Thursday, February 26, 2009

Principles for future financial regulation (updated)

This post by Stephany Griffith-Jones states: “There are two broad principles on which future financial regulation needs to be built.” I agreed with this statement and read with curiosity her principles. I don't think her first basic principle is sufficient. (Her second is pretty similar to my second principle below.) She proposes countercyclical capital requirements. Like the "liquidity charges" proposed here, I think these authors are over-optimistic about the capacity of regulators to make good decisions about things like the price of insurance and the correct dynamic level of capital.

The environment in which regulators operate needs to be remembered: the entities with the most time and energy to communicate with regulators are the regulated firms themselves. This creates an inherent tendency in regulators to under-regulate especially when the economy is stable over a long period of time. The fact that in a crisis the regulators will be blamed for capital requirements that are too low or for under pricing insurance works to absolve financial institutions for their own failures in a way that is totally inappropriate.

In short, the incentives in these schemes are all wrong. When crises occur and financial institutions fail, we need to have a regulatory structure that makes it clear that these failures are completely and entirely the fault of the financial institutions themselves -- for the simple reason that the ones with the greatest ability to prevent the crises are the financial institutions.

I would propose one meta-principle from which two subsequent principles follow:

I. Competition without bankruptcy and failure is not competition.

This principle implies:

(i) All financial institutions that carry government guarantees should be protected from so-called market competition. Banks with deposit insurance need to be considered public utilities: They can earn a rate of return deemed fair by regulators, but will be safe investments with a stable, but never remarkable return. If money market funds are to be brought permanently under the federal safety net, then they will be treated similarly. In this case, we need to recognize that the terms of the “competition” between money market funds and banks will be set by government policy, not by the market.

The logic behind this view is simple: there are certain core functions of the financial system that the government chooses to guarantee. One of these is bank deposits. As long as bank deposits constitute a core function guaranteed by the government, any close substitute for that core function will also end up (possibly ex post) with a guarantee. Example: money market funds.

Thus, it makes no sense for there to be competition in guaranteed core functions of the financial system. The financial sector may be permitted to develop such alternatives, but as soon as they are large enough to compete with the guaranteed core function, the playing field must be evened by charging them guarantee fees and bringing them into the protected financial sector.

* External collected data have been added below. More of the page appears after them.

//! The scan pipeline.
//!
//! [`BounceScanner`] drives one scan over a transport session:
//!
//! `Connecting → Authenticating → Listing → Scanning → Finalizing`
//!
//! Any failure before scanning ends the scan with a [`ScanOutcome::Failed`].
//! Failures on a single message are recorded in the [`ScanReport`] and the
//! loop moves on. The session is closed on every path once it was opened.
//!
//! # Example
//!
//! ```no_run
//! use fail_email_extractor::{BounceScanner, ScanConfig, SenderFilter};
//!
//! # async fn example() -> fail_email_extractor::Result<()> {
//! let config = ScanConfig::builder()
//!     .server("imap.example.org")
//!     .login("news@example.org")
//!     .password("app-password")
//!     .build()?;
//!
//! let scanner = BounceScanner::from_config(&config);
//! scanner
//!     .run(
//!         SenderFilter::new("MAILER-DAEMON@example.org"),
//!         |address| println!("{address}"),
//!         |outcome| eprintln!("scan finished: {}", outcome.is_success()),
//!     )
//!     .await;
//! # Ok(())
//! # }
//! ```

use crate::config::{Credentials, ScanConfig};
use crate::error::Error;
use crate::extractor::{BounceExtractor, DsnExtractor};
use crate::filter::{Decision, MessageFilter};
use crate::imap::ImapConnector;
use crate::transport::{Connect, MailTransport, MessageRef};
use tokio_util::sync::CancellationToken;
use tracing::{debug, info, instrument, warn};

/// Stage at which a scan failed fatally.
#[derive(Debug, Clone, Copy, PartialEq, Eq, Hash)]
pub enum ScanStage {
    /// Opening the connection.
    Connecting,
    /// Logging in and opening the mailbox.
    Authenticating,
    /// Listing the mailbox.
    Listing,
}

impl std::fmt::Display for ScanStage {
    fn fmt(&self, f: &mut std::fmt::Formatter<'_>) -> std::fmt::Result {
        match self {
            ScanStage::Connecting => write!(f, "connecting"),
            ScanStage::Authenticating => write!(f, "authenticating"),
            ScanStage::Listing => write!(f, "listing"),
        }
    }
}

/// Which fetch failed for a message.
#[derive(Debug, Clone, Copy, PartialEq, Eq, Hash)]
pub enum FetchStep {
    /// Fetching or parsing the headers.
    Headers,
    /// Fetching the raw message.
    Body,
}

/// A message the scan had to give up on.
#[derive(Debug)]
pub struct MessageFailure {
    /// The message.
    pub message: MessageRef,
    /// What was being fetched.
    pub step: FetchStep,
    /// Why it failed.
    pub error: Error,
}

/// Counters collected during the scanning stage.
#[derive(Debug, Default)]
pub struct ScanReport {
    /// Messages in the mailbox snapshot.
    pub listed: usize,
    /// Messages whose processing was attempted.
    pub visited: usize,
    /// Messages the filter included.
    pub included: usize,
    /// Messages the filter skipped.
    pub skipped: usize,
    /// Addresses delivered to the callback.
    pub addresses: usize,
    /// Per-message failures, in mailbox order.
    pub failures: Vec<MessageFailure>,
}

impl ScanReport {
    fn record_failure(&mut self, message: MessageRef, step: FetchStep, error: Error) {
        warn!(
            index = message.index,
            uid = message.uid,
            step = ?step,
            error = %error,
            "Skipping message"
        );
        self.failures.push(MessageFailure {
            message,
            step,
            error,
        });
    }
}

/// Terminal result of a scan, reported exactly once.
#[derive(Debug)]
pub enum ScanOutcome {
    /// Every listed message was processed.
    Completed(ScanReport),
    /// The cancellation token fired; the report covers the messages visited so far.
    Cancelled(ScanReport),
    /// The scan could not start scanning.
    Failed {
        /// Where it failed.
        stage: ScanStage,
        /// The fatal error.
        error: Error,
    },
}

impl ScanOutcome {
    /// Returns `true` for [`ScanOutcome::Completed`].
    #[must_use]
    pub fn is_success(&self) -> bool {
        matches!(self, ScanOutcome::Completed(_))
    }

    /// The report, unless the scan failed fatally.
    #[must_use]
    pub fn report(&self) -> Option<&ScanReport> {
        match self {
            ScanOutcome::Completed(report) | ScanOutcome::Cancelled(report) => Some(report),
            ScanOutcome::Failed { .. } => None,
        }
    }

    /// The fatal error, if any.
    #[must_use]
    pub fn error(&self) -> Option<&Error> {
        match self {
            ScanOutcome::Failed { error, .. } => Some(error),
            _ => None,
        }
    }
}

/// Scans a mailbox for bounce notifications.
///
/// Generic over the session factory `C` and the extraction heuristic `E`, so
/// the iteration logic stays the same whatever the transport or heuristic.
pub struct BounceScanner<C, E = DsnExtractor> {
    connector: C,
    credentials: Credentials,
    extractor: E,
    cancel: Option<CancellationToken>,
}

impl BounceScanner<ImapConnector> {
    /// Creates an IMAP scanner with the default extractor.
    #[must_use]
    pub fn from_config(config: &ScanConfig) -> Self {
        Self::new(ImapConnector::new(config), config.credentials.clone())
    }
}

impl<C: Connect> BounceScanner<C> {
    /// Creates a scanner with the default [`DsnExtractor`].
    #[must_use]
    pub fn new(connector: C, credentials: Credentials) -> Self {
        Self {
            connector,
            credentials,
            extractor: DsnExtractor,
            cancel: None,
        }
    }
}

impl<C: Connect, E: BounceExtractor> BounceScanner<C, E> {
    /// Replaces the extraction heuristic.
    #[must_use]
    pub fn with_extractor<E2: BounceExtractor>(self, extractor: E2) -> BounceScanner<C, E2> {
        BounceScanner {
            connector: self.connector,
            credentials: self.credentials,
            extractor,
            cancel: self.cancel,
        }
    }

    /// Stops the scan before the next message once `token` is cancelled.
    #[must_use]
    pub fn with_cancellation(mut self, token: CancellationToken) -> Self {
        self.cancel = Some(token);
        self
    }

    /// The extraction heuristic in use.
    pub fn extractor(&self) -> &E {
        &self.extractor
    }

    /// Runs a scan, calling `on_address` for every bounce address in mailbox
    /// order and then `on_final` with the outcome.
    ///
    /// All callbacks run on the caller's task, one at a time.
    pub async fn run<F, A, Fin>(&self, filter: F, on_address: A, on_final: Fin)
    where
        F: MessageFilter,
        A: FnMut(String),
        Fin: FnOnce(ScanOutcome),
    {
        let outcome = self.scan(filter, on_address).await;
        on_final(outcome);
    }

    /// Runs a scan and returns its outcome.
    #[instrument(
        name = "BounceScanner::scan",
        skip_all,
        fields(login = %self.credentials.login(), extractor = %self.extractor.description())
    )]
    pub async fn scan<F, A>(&self, mut filter: F, mut on_address: A) -> ScanOutcome
    where
        F: MessageFilter,
        A: FnMut(String),
    {
        if self.is_cancelled() {
            info!("Cancelled before connecting");
            return ScanOutcome::Cancelled(ScanReport::default());
        }

        debug!(stage = %ScanStage::Connecting, "Scan started");
        let mut transport = match self.connector.connect().await {
            Ok(transport) => transport,
            Err(error) => return failed(ScanStage::Connecting, error),
        };

        let outcome = self
            .scan_session(&mut transport, &mut filter, &mut on_address)
            .await;

        transport.close().await;

        if let Some(report) = outcome.report() {
            info!(
                listed = report.listed,
                included = report.included,
                addresses = report.addresses,
                failures = report.failures.len(),
                cancelled = !outcome.is_success(),
                "Scan finished"
            );
        }

        outcome
    }

    fn is_cancelled(&self) -> bool {
        self.cancel
            .as_ref()
            .is_some_and(CancellationToken::is_cancelled)
    }

    async fn scan_session<T, F, A>(
        &self,
        transport: &mut T,
        filter: &mut F,
        on_address: &mut A,
    ) -> ScanOutcome
    where
        T: MailTransport,
        F: MessageFilter,
        A: FnMut(String),
    {
        debug!(stage = %ScanStage::Authenticating, "Authenticating");
        if let Err(error) = transport.authenticate(&self.credentials).await {
            return failed(ScanStage::Authenticating, error);
        }

        debug!(stage = %ScanStage::Listing, "Listing messages");
        let messages = match transport.list_messages().await {
            Ok(messages) => messages,
            Err(error) => return failed(ScanStage::Listing, error),
        };

        let mut report = ScanReport {
            listed: messages.len(),
            ..ScanReport::default()
        };

        for message in &messages {
            if self.is_cancelled() {
                info!(index = message.index, "Scan cancelled");
                return ScanOutcome::Cancelled(report);
            }
            report.visited += 1;

            let headers = match transport.fetch_headers(message).await {
                Ok(headers) => headers,
                Err(error) => {
                    report.record_failure(*message, FetchStep::Headers, error);
                    continue;
                }
            };

            if filter.decide(message, &headers) == Decision::Skip {
                report.skipped += 1;
                continue;
            }
            report.included += 1;

            let body = match transport.fetch_body(message).await {
                Ok(body) => body,
                Err(error) => {
                    report.record_failure(*message, FetchStep::Body, error);
                    continue;
                }
            };

            if let Some(address) = self.extractor.extract(&headers, &body) {
                debug!(index = message.index, uid = message.uid, address = %address, "Found bounce address");
                report.addresses += 1;
                on_address(address);
            }
        }

        ScanOutcome::Completed(report)
    }
}

impl<C, E: BounceExtractor> std::fmt::Debug for BounceScanner<C, E> {
    fn fmt(&self, f: &mut std::fmt::Formatter<'_>) -> std::fmt::Result {
        f.debug_struct("BounceScanner")
            .field("credentials", &self.credentials)
            .field("extractor", &self.extractor.description())
            .field("cancellable", &self.cancel.is_some())
            .finish_non_exhaustive()
    }
}

fn failed(stage: ScanStage, error: Error) -> ScanOutcome {
    warn!(stage = %stage, error = %error, category = %error.category(), "Scan failed");
    ScanOutcome::Failed { stage, error }
}

#[cfg(test)]
mod tests {
    use super::*;

    #[test]
    fn test_outcome_accessors() {
        let done = ScanOutcome::Completed(ScanReport {
            listed: 2,
            ..ScanReport::default()
        });
        assert!(done.is_success());
        assert_eq!(done.report().map(|r| r.listed), Some(2));
        assert!(done.error().is_none());

        let cancelled = ScanOutcome::Cancelled(ScanReport::default());
        assert!(!cancelled.is_success());
        assert!(cancelled.report().is_some());

        let failed = ScanOutcome::Failed {
            stage: ScanStage::Listing,
            error: Error::ListTimeout {
                timeout: std::time::Duration::from_secs(1),
            },
        };
        assert!(failed.report().is_none());
        assert!(failed.error().is_some());
    }

    #[test]
    fn test_stage_display() {
        assert_eq!(ScanStage::Authenticating.to_string(), "authenticating");
    }
}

(ii) Any financial institutions that are left open to competitive market forces must be allowed to fail on a regular basis. In order to make the commitment to failure credible, the government will probably have to regulate the size of these financial institutions individually, the extent of their liabilities to the protected financial sector, the extent of their (conditional) claims on the protected financial sector and the size of the markets they create in the aggregate. Markets that grow large will have to move to regulated exchanges, so they can be carefully monitored to ensure that they carry no risks for the protected financial sector.